The second edition of my book “Hadoop: The Definitive Guide”, published by O’Reilly, is now available. The first edition was launched at the Hadoop Summit in June 2009, and has gone on to sell well. Less than a year later I was asked to write the second edition. The Hadoop ecosystem has been growing fast (and continues to), and the bulk of the extra 100 pages in the second edition are devoted to three new projects: Hive, Avro, and Sqoop. The major changes are as follows:
- A chapter on Hive (Chapter 12). Hive is a data processing platform that provides a SQL interface to Hadoop. At the time I started out on the first edition Hive was a relatively new Hadoop contrib project from Facebook. Since then it has grown into an Apache Top-Level Project with a vibrant community and a wide user base spread across many organizations.

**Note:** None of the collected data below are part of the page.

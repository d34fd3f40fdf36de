#![allow(dead_code)]

use axum::Router;
use content_cms::api::routes::api_routes;
use content_cms::domain::publish_event::PostPublishedEvent;
use content_cms::infrastructure::persistence::Repositories;
use content_cms::state::AppState;
use tokio::sync::mpsc;

pub const TEST_SECRET: &str = "test-signing-secret";

/// State over a fresh in-memory datastore, plus the publish queue's receiver
/// so tests can observe enqueued events.
pub fn create_test_state() -> (AppState, mpsc::Receiver<PostPublishedEvent>) {
    create_test_state_with(Repositories::memory())
}

pub fn create_test_state_with(
    repositories: Repositories,
) -> (AppState, mpsc::Receiver<PostPublishedEvent>) {
    let (tx, rx) = mpsc::channel(100);
    let state = AppState::new(repositories, tx, TEST_SECRET.to_string(), false);
    (state, rx)
}

/// The `/api` routes without rate limiting, which needs peer addresses.
pub fn api_app(state: AppState) -> Router {
    Router::new().nest("/api", api_routes()).with_state(state)
}

/// Opens a session and returns its raw bearer token.
pub async fn open_session(state: &AppState, email: &str) -> String {
    state
        .session_service
        .open_session(email.to_string(), None)
        .await
        .unwrap()
        .token
}
//! DTOs for category endpoints.

use chrono::{DateTime, Utc};
use serde::{Deserialize, Serialize};
use uuid::Uuid;
use validator::Validate;

use crate::domain::entities::Category;
use crate::utils::validation::HEX_COLOR;

/// Request body for `POST /api/categories`.
#[derive(Debug, Deserialize, Validate)]
pub struct CreateCategoryRequest {
    #[validate(length(min = 1, message = "Name is required"))]
    pub name: String,

    /// Defaults to an empty string.
    pub description: Option<String>,

    /// Hex color, defaults to `#3B82F6`.
    #[validate(regex(path = *HEX_COLOR, message = "Color must be a hex color like #3B82F6"))]
    pub color: Option<String>,
}

#[derive(Debug, Serialize)]
pub struct CategoryItem {
    pub id: Uuid,
    pub name: String,
    pub description: String,
    pub color: String,
    pub slug: String,
    pub created_at: DateTime<Utc>,
}

impl From<Category> for CategoryItem {
    fn from(c: Category) -> Self {
        Self {
            id: c.id,
            name: c.name,
            description: c.description,
            color: c.color,
            slug: c.slug,
            created_at: c.created_at,
        }
    }
}

/// Response for `GET /api/categories`, ordered by name.
#[derive(Debug, Serialize)]
pub struct CategoryListResponse {
    pub items: Vec<CategoryItem>,
}

#[cfg(test)]
mod tests {
    use super::*;
    use serde_json::json;

    #[test]
    fn test_optional_fields_absent() {
        let req: CreateCategoryRequest = serde_json::from_value(json!({"name": "News"})).unwrap();

        assert!(req.description.is_none());
        assert!(req.color.is_none());
        assert!(req.validate().is_ok());
    }

    #[test]
    fn test_empty_name_fails_validation() {
        let req: CreateCategoryRequest = serde_json::from_value(json!({"name": ""})).unwrap();

        let errors = req.validate().unwrap_err();
        assert!(errors.field_errors().contains_key("name"));
    }

    #[test]
    fn test_bad_color_fails_validation() {
        let req: CreateCategoryRequest =
            serde_json::from_value(json!({"name": "News", "color": "blue"})).unwrap();

        let errors = req.validate().unwrap_err();
        assert!(errors.field_errors().contains_key("color"));
    }
}
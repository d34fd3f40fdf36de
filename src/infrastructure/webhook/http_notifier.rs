//! HTTP webhook notifier.

use std::time::Duration;

use async_trait::async_trait;
use reqwest::Client;
use tracing::{debug, info};
use url::Url;

use super::service::{NotifyError, NotifyResult, PublishNotifier};
use crate::domain::publish_event::PostPublishedEvent;

/// Posts publication events as JSON to a fixed endpoint.
///
/// Sends no authentication header and ignores the response body. Any non-2xx
/// status counts as a failed delivery.
pub struct HttpWebhookNotifier {
    client: Client,
    url: Url,
}

impl HttpWebhookNotifier {
    /// Creates a notifier whose requests give up after `timeout`.
    ///
    /// # Errors
    ///
    /// Returns [`NotifyError::Client`] if the HTTP client cannot be built.
    pub fn new(url: Url, timeout: Duration) -> NotifyResult<Self> {
        let client = Client::builder()
            .timeout(timeout)
            .build()
            .map_err(|e| NotifyError::Client(e.to_string()))?;

        info!("Webhook notifier enabled for {}", url);

        Ok(Self { client, url })
    }
}

#[async_trait]
impl PublishNotifier for HttpWebhookNotifier {
    async fn notify(&self, event: &PostPublishedEvent) -> NotifyResult<()> {
        let response = self
            .client
            .post(self.url.clone())
            .json(event)
            .send()
            .await
            .map_err(|e| {
                if e.is_timeout() {
                    NotifyError::Timeout
                } else {
                    NotifyError::Transport(e.to_string())
                }
            })?;

        let status = response.status();
        if !status.is_success() {
            return Err(NotifyError::Status(status.as_u16()));
        }

        debug!(slug = %event.slug, status = status.as_u16(), "Webhook accepted event");
        Ok(())
    }

    fn is_enabled(&self) -> bool {
        true
    }
}
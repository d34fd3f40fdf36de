//! REST API layer for HTTP request/response handling.
//!
//! This layer translates HTTP requests into service calls and formats
//! responses according to API contracts.
//!
//! # Modules
//!
//! - [`dto`] - Data Transfer Objects for request/response serialization
//! - [`handlers`] - HTTP request handlers
//! - [`middleware`] - Session token extraction, rate limiting and tracing
//! - [`routes`] - Route configuration and composition

pub mod dto;
pub mod handlers;
pub mod middleware;
pub mod routes;
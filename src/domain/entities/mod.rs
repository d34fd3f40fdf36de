//! Core domain entities.
//!
//! Entities are plain data structures. Each persisted entity has a separate
//! `New*` struct carrying exactly the fields supplied on insert; ids and
//! creation timestamps are generated by the datastore.
//!
//! # Entity Types
//!
//! - [`Category`] - Post grouping with a display color
//! - [`Tag`] - Free-form label
//! - [`Post`] - Blog post with publication status
//! - [`Session`] / [`Identity`] - Authenticated session and its user

pub mod category;
pub mod post;
pub mod session;
pub mod tag;

pub use category::{Category, DEFAULT_CATEGORY_COLOR, NewCategory};
pub use post::{
    NewPost, Post, PostCategory, PostListItem, PostStatus, PostSubmission, UNCATEGORIZED,
};
pub use session::{Identity, NewSession, Session};
pub use tag::{NewTag, Tag};
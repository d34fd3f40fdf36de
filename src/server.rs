//! HTTP server initialization and runtime setup.
//!
//! Handles datastore selection, webhook notifier setup, publish worker
//! spawning, and Axum server lifecycle.

use crate::config::{Config, DataBackend};
use crate::domain::publish_worker::run_publish_worker;
use crate::infrastructure::persistence::Repositories;
use crate::infrastructure::webhook::{HttpWebhookNotifier, NullNotifier, PublishNotifier};
use crate::routes::{RateLimit, app_router};
use crate::state::AppState;

use anyhow::{Context, Result};
use axum::ServiceExt;
use axum::extract::Request;
use sqlx::PgPool;
use sqlx::postgres::PgPoolOptions;
use std::net::SocketAddr;
use std::sync::Arc;
use std::time::Duration;
use tokio::sync::mpsc;

/// Runs the HTTP server with the given configuration.
///
/// Initializes:
/// - The datastore (PostgreSQL pool + migrations, or in-memory)
/// - The webhook notifier (HTTP, or a no-op when `WEBHOOK_URL` is unset)
/// - The background publish worker
/// - Axum HTTP server with graceful shutdown on Ctrl-C / SIGTERM
///
/// # Errors
///
/// Returns an error if:
/// - Database connection or migration fails
/// - The webhook client cannot be built
/// - Server bind fails
/// - Server runtime error occurs
pub async fn run(config: Config) -> Result<()> {
    let repositories = match config.data_backend {
        DataBackend::Postgres => {
            let pool = connect_pool(&config).await?;
            Repositories::postgres(Arc::new(pool))
        }
        DataBackend::Memory => {
            tracing::warn!("Using in-memory datastore; content is lost on restart");
            Repositories::memory()
        }
    };

    let notifier: Arc<dyn PublishNotifier> = match &config.webhook_url {
        Some(url) => Arc::new(
            HttpWebhookNotifier::new(
                url.clone(),
                Duration::from_secs(config.webhook_timeout_secs),
            )
            .context("Failed to build webhook client")?,
        ),
        None => {
            tracing::info!("Webhook disabled (NullNotifier)");
            Arc::new(NullNotifier::new())
        }
    };

    let webhook_enabled = notifier.is_enabled();
    let (publish_tx, publish_rx) = mpsc::channel(config.publish_queue_capacity);
    tokio::spawn(run_publish_worker(publish_rx, notifier));
    tracing::info!("Publish worker started");

    let state = AppState::new(
        repositories,
        publish_tx,
        config.session_signing_secret.clone(),
        webhook_enabled,
    );

    let app = app_router(
        state,
        RateLimit {
            period_secs: config.rate_limit_period_secs,
            burst: config.rate_limit_burst,
        },
    )?;

    let addr: SocketAddr = config
        .listen_addr
        .parse()
        .with_context(|| format!("Invalid LISTEN address '{}'", config.listen_addr))?;
    let listener = tokio::net::TcpListener::bind(addr)
        .await
        .with_context(|| format!("Failed to bind {addr}"))?;
    tracing::info!("Listening on http://{addr}");

    axum::serve(
        listener,
        ServiceExt::<Request>::into_make_service_with_connect_info::<SocketAddr>(app),
    )
    .with_graceful_shutdown(shutdown_signal())
    .await?;

    tracing::info!("Server stopped");
    Ok(())
}

/// Connects to PostgreSQL with the configured pool settings and applies
/// pending migrations.
async fn connect_pool(config: &Config) -> Result<PgPool> {
    let database_url = config
        .database_url
        .as_deref()
        .context("DATABASE_URL must be set when DATA_BACKEND is 'postgres'")?;

    let pool = PgPoolOptions::new()
        .max_connections(config.db_max_connections)
        .acquire_timeout(Duration::from_secs(config.db_connect_timeout))
        .idle_timeout(Duration::from_secs(config.db_idle_timeout))
        .max_lifetime(Duration::from_secs(config.db_max_lifetime))
        .connect(database_url)
        .await
        .context("Failed to connect to database")?;
    tracing::info!("Connected to database");

    sqlx::migrate!("./migrations")
        .run(&pool)
        .await
        .context("Failed to run migrations")?;
    tracing::info!("Migrations applied");

    Ok(pool)
}

async fn shutdown_signal() {
    let ctrl_c = async {
        if let Err(e) = tokio::signal::ctrl_c().await {
            tracing::error!("Failed to listen for Ctrl-C: {}", e);
        }
    };

    #[cfg(unix)]
    let terminate = async {
        match tokio::signal::unix::signal(tokio::signal::unix::SignalKind::terminate()) {
            Ok(mut signal) => {
                signal.recv().await;
            }
            Err(e) => {
                tracing::error!("Failed to listen for SIGTERM: {}", e);
                std::future::pending::<()>().await;
            }
        }
    };

    #[cfg(not(unix))]
    let terminate = std::future::pending::<()>();

    tokio::select! {
        _ = ctrl_c => {},
        _ = terminate => {},
    }

    tracing::info!("Shutdown signal received");
}
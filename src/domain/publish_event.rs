//! Publication event handed to the notifier when a post goes live.

use chrono::{DateTime, SecondsFormat, Utc};
use serde::{Serialize, Serializer};

use crate::domain::entities::NewPost;

/// Webhook payload describing a freshly published post.
///
/// Serialized as:
///
/// ```json
/// {
///   "title": "Hello",
///   "excerpt": "",
///   "content": "...",
///   "slug": "hello",
///   "published_at": "2025-03-01T12:00:00.000Z"
/// }
/// ```
#[derive(Debug, Clone, PartialEq, Serialize)]
pub struct PostPublishedEvent {
    pub title: String,
    pub excerpt: String,
    pub content: String,
    pub slug: String,
    #[serde(serialize_with = "rfc3339_millis")]
    pub published_at: DateTime<Utc>,
}

impl PostPublishedEvent {
    /// Builds the event from the post that was just inserted.
    pub fn from_post(post: &NewPost, published_at: DateTime<Utc>) -> Self {
        Self {
            title: post.title.clone(),
            excerpt: post.excerpt.clone(),
            content: post.content.clone(),
            slug: post.slug.clone(),
            published_at,
        }
    }
}

fn rfc3339_millis<S: Serializer>(at: &DateTime<Utc>, serializer: S) -> Result<S::Ok, S::Error> {
    serializer.serialize_str(&at.to_rfc3339_opts(SecondsFormat::Millis, true))
}
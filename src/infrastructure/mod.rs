//! Infrastructure layer for external integrations.
//!
//! # Modules
//!
//! - [`persistence`] - PostgreSQL and in-memory repository implementations
//! - [`webhook`] - Outbound publication notifications

pub mod persistence;
pub mod webhook;
//! HTTP middleware for request processing and protection.
//!
//! Provides session token extraction, rate limiting, and observability middleware.

pub mod rate_limit;
pub mod session;
pub mod tracing;
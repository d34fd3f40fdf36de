//! No-op notifier used when no webhook URL is configured.

use async_trait::async_trait;
use tracing::debug;

use super::service::{NotifyResult, PublishNotifier};
use crate::domain::publish_event::PostPublishedEvent;

/// A notifier that accepts every event and sends nothing.
pub struct NullNotifier;

impl NullNotifier {
    pub fn new() -> Self {
        debug!("Using NullNotifier (webhook disabled)");
        Self
    }
}

impl Default for NullNotifier {
    fn default() -> Self {
        Self::new()
    }
}

#[async_trait]
impl PublishNotifier for NullNotifier {
    async fn notify(&self, event: &PostPublishedEvent) -> NotifyResult<()> {
        debug!(slug = %event.slug, "Webhook disabled, dropping publication event");
        Ok(())
    }

    fn is_enabled(&self) -> bool {
        false
    }
}
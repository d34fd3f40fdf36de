//! Repository trait definitions for the domain layer.
//!
//! These traits abstract data access. Implementations live in
//! `crate::infrastructure::persistence`: one PostgreSQL repository per trait,
//! plus an in-memory datastore implementing all of them.
//!
//! # Available Repositories
//!
//! - [`CategoryRepository`] - Category insert and ordered listing
//! - [`TagRepository`] - Tag insert and ordered listing
//! - [`PostRepository`] - Post insert and newest-first listing
//! - [`SessionRepository`] - Session token storage and revocation
//! - [`HealthRepository`] - Datastore liveness probe
//!
//! Mock implementations are generated via `mockall` for unit tests.

pub mod category_repository;
pub mod health_repository;
pub mod post_repository;
pub mod session_repository;
pub mod tag_repository;

pub use category_repository::CategoryRepository;
pub use health_repository::HealthRepository;
pub use post_repository::PostRepository;
pub use session_repository::SessionRepository;
pub use tag_repository::TagRepository;

#[cfg(test)]
pub use category_repository::MockCategoryRepository;
#[cfg(test)]
pub use health_repository::MockHealthRepository;
#[cfg(test)]
pub use post_repository::MockPostRepository;
#[cfg(test)]
pub use session_repository::MockSessionRepository;
#[cfg(test)]
pub use tag_repository::MockTagRepository;
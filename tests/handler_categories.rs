mod common;

use axum_test::TestServer;
use serde_json::{Value, json};

#[tokio::test]
async fn test_create_category_returns_created_with_empty_body() {
    let (state, _rx) = common::create_test_state();
    let server = TestServer::new(common::api_app(state)).unwrap();

    let response = server
        .post("/api/categories")
        .json(&json!({"name": "Rust Tips", "description": "Small things", "color": "#FF0000"}))
        .await;

    response.assert_status(axum::http::StatusCode::CREATED);
    assert!(response.as_bytes().is_empty());
}

#[tokio::test]
async fn test_created_category_is_listed_with_slug_and_defaults() {
    let (state, _rx) = common::create_test_state();
    let server = TestServer::new(common::api_app(state)).unwrap();

    server
        .post("/api/categories")
        .json(&json!({"name": "  Tech  Trends "}))
        .await
        .assert_status(axum::http::StatusCode::CREATED);

    let response = server.get("/api/categories").await;
    response.assert_status_ok();

    let json = response.json::<Value>();
    let items = json["items"].as_array().unwrap();
    assert_eq!(items.len(), 1);
    assert_eq!(items[0]["name"], "  Tech  Trends ");
    assert_eq!(items[0]["slug"], "-tech-trends-");
    assert_eq!(items[0]["description"], "");
    assert_eq!(items[0]["color"], "#3B82F6");
    assert!(items[0]["id"].is_string());
}

#[tokio::test]
async fn test_categories_listed_by_name() {
    let (state, _rx) = common::create_test_state();
    let server = TestServer::new(common::api_app(state)).unwrap();

    for name in ["Zebra", "Apple", "Mango"] {
        server
            .post("/api/categories")
            .json(&json!({"name": name}))
            .await
            .assert_status(axum::http::StatusCode::CREATED);
    }

    let json = server.get("/api/categories").await.json::<Value>();
    let names: Vec<&str> = json["items"]
        .as_array()
        .unwrap()
        .iter()
        .map(|c| c["name"].as_str().unwrap())
        .collect();

    assert_eq!(names, ["Apple", "Mango", "Zebra"]);
}

#[tokio::test]
async fn test_empty_name_rejected() {
    let (state, _rx) = common::create_test_state();
    let server = TestServer::new(common::api_app(state)).unwrap();

    let response = server
        .post("/api/categories")
        .json(&json!({"name": ""}))
        .await;

    response.assert_status_bad_request();
    let json = response.json::<Value>();
    assert_eq!(json["error"]["code"], "validation_error");
    assert!(json["error"]["details"]["fields"]["name"].is_array());

    let list = server.get("/api/categories").await.json::<Value>();
    assert!(list["items"].as_array().unwrap().is_empty());
}

#[tokio::test]
async fn test_invalid_color_rejected() {
    let (state, _rx) = common::create_test_state();
    let server = TestServer::new(common::api_app(state)).unwrap();

    let response = server
        .post("/api/categories")
        .json(&json!({"name": "News", "color": "blue"}))
        .await;

    response.assert_status_bad_request();
}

- A chapter on Sqoop (Chapter 15), written by Aaron Kimball, the project founder. Sqoop is a Cloudera-sponsored open-source tool for efficiently moving data between relational databases and HDFS.
- A section on Avro (in Chapter 4, “Hadoop I/O”). Avro was just starting out (at Yahoo!) at the time of the first edition, but is growing in importance, both for data serialization (which is what is covered in the book) and for RPC (which will likely be used for the foundations of Hadoop someday). Avro is now an Apache Top-Level Project. You can read the Avro section for free online.
- A section on security (in Chapter 9, “”Setting Up a Hadoop Cluster”). Adding Kerberos authentication to Hadoop has been a major undertaking by the Yahoo! engineering team, and this section gives an introduction to the topic and explains the changes that a user can expect to see.
- A new case study “Using Pig and Wukong to Explore Billion-edge Network Graphs” (in Chapter 16) by Philip (“flip”) Kromer of Infochimps.
The second edition continues to target the Hadoop 0.20 release family (which includes all the major distributions), although there have been many small updates and clarifications made throughout the text. The content for Pig, HBase, and ZooKeeper has been revved to reflect the latest versions, some of which involved significant updates (such as the new Load and Store UDF interfaces in Pig 0.7.0).
There is a companion website to the book where you can find example code and other information about the book.
Finally, I’d like to thank my editor Mike Loukides and the production team at O’Reilly for turning the second edition around so quickly, and John Kreisa at Cloudera who kept the process running smoothly.